Dataset excerpts |
====================

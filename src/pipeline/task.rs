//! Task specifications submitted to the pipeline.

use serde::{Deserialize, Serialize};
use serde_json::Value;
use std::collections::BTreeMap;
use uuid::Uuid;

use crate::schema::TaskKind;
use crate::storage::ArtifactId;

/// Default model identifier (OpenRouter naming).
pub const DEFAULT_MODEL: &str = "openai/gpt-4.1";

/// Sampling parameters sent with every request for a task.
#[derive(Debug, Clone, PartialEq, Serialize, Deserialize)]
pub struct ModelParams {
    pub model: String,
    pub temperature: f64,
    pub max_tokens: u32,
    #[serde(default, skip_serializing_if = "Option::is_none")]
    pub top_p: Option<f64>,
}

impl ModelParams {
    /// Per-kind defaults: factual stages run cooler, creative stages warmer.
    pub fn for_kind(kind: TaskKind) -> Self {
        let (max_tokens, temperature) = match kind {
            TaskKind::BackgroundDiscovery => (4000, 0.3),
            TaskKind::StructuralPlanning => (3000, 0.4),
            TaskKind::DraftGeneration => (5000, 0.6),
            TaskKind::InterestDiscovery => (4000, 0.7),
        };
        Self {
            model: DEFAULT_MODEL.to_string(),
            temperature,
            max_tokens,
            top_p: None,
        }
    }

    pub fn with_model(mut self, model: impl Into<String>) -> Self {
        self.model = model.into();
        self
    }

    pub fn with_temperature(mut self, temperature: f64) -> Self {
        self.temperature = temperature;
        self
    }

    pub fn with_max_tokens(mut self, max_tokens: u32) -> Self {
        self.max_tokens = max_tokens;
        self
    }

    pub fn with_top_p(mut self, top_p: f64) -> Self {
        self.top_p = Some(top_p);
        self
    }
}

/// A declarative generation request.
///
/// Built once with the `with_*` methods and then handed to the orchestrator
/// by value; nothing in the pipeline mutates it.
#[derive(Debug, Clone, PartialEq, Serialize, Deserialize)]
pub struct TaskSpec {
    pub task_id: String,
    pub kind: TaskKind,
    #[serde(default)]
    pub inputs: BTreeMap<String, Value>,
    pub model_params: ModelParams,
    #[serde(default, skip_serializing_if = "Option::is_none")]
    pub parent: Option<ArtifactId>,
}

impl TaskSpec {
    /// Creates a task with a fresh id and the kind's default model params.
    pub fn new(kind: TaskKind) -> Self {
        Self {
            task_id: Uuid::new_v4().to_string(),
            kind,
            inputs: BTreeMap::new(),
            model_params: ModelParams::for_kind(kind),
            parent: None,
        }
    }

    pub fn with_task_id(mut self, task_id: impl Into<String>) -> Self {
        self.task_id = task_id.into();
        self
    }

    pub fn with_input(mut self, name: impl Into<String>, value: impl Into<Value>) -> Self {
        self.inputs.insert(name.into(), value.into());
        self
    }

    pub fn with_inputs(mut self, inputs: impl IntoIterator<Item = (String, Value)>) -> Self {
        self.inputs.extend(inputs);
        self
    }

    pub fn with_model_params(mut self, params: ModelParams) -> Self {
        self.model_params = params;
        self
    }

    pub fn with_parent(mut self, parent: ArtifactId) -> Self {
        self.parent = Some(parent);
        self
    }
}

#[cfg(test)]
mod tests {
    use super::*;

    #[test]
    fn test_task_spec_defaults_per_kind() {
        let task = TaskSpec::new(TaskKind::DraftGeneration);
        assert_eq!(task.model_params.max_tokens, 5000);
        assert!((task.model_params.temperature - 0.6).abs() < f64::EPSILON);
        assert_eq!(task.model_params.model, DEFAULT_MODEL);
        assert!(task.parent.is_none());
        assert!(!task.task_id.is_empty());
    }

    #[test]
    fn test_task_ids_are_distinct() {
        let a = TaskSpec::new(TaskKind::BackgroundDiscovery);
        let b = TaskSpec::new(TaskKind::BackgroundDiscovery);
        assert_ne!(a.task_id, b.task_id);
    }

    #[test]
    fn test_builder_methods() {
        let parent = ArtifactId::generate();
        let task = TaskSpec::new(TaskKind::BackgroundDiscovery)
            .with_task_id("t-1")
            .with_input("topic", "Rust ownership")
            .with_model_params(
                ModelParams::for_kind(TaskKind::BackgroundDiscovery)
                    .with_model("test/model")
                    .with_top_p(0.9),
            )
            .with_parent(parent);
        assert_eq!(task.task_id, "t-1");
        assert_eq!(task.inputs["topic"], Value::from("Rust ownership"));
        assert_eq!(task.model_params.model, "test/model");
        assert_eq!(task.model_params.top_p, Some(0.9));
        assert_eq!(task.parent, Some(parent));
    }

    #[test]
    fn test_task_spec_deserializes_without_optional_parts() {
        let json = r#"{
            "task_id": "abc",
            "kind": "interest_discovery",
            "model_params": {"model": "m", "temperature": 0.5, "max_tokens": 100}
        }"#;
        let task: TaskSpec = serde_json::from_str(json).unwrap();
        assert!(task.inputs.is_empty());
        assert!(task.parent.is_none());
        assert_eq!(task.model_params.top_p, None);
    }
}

====================

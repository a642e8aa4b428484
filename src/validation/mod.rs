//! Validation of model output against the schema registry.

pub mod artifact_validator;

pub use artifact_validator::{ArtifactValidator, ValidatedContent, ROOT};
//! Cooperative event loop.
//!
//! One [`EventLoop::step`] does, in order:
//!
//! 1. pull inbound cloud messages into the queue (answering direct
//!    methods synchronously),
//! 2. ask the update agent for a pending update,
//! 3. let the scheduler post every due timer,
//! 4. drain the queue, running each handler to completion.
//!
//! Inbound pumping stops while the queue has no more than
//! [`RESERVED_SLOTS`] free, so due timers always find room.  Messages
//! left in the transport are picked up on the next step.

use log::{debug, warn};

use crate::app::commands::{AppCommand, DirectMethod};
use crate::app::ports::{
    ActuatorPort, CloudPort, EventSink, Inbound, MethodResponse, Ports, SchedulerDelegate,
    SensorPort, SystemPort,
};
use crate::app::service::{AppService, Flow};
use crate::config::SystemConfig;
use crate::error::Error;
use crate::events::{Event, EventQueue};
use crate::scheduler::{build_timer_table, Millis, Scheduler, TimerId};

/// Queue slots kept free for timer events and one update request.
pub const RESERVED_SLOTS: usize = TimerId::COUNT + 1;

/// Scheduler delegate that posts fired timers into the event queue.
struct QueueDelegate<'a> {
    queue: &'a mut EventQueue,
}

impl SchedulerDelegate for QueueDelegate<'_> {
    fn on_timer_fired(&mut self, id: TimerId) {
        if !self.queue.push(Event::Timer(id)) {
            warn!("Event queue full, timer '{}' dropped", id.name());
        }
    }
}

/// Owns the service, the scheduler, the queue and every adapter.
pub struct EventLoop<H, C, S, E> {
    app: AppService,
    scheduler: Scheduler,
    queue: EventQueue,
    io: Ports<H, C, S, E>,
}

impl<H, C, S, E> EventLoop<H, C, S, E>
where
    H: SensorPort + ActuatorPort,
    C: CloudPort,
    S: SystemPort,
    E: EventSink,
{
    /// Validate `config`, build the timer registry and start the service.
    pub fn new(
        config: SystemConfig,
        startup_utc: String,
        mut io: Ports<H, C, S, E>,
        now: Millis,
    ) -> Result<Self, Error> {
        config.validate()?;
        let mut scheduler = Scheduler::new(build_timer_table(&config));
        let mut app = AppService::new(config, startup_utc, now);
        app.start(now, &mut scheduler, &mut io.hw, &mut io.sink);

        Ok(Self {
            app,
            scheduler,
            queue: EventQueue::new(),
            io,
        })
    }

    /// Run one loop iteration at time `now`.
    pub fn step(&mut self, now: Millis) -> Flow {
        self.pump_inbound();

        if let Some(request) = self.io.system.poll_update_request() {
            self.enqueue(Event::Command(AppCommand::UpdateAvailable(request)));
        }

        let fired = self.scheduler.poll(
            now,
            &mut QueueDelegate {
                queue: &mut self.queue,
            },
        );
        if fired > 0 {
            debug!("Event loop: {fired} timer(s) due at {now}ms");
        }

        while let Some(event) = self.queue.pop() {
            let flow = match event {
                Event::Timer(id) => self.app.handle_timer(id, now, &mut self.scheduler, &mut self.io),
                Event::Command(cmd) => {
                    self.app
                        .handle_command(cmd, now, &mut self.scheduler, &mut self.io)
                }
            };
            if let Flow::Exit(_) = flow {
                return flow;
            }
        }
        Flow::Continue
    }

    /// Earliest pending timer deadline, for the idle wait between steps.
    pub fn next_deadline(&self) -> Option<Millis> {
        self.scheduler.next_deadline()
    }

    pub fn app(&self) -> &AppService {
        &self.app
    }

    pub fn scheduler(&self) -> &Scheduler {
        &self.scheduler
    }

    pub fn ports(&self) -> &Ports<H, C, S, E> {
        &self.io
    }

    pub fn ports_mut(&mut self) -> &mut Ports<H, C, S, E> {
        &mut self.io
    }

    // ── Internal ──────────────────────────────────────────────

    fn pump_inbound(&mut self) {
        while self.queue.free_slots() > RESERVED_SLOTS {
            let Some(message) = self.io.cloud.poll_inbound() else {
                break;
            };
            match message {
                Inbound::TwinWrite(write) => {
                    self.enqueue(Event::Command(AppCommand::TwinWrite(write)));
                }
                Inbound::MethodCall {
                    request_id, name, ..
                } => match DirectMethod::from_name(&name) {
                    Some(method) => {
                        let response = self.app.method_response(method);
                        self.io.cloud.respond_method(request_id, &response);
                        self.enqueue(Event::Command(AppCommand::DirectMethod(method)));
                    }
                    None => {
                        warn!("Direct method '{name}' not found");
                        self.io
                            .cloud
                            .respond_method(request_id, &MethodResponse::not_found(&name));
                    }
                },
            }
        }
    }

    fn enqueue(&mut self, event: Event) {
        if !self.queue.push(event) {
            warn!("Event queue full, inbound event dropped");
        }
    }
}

====================

Instructions for the task |
How many lines of the material above hold the string "every"? Reply with the number and nothing else.

Result below |
3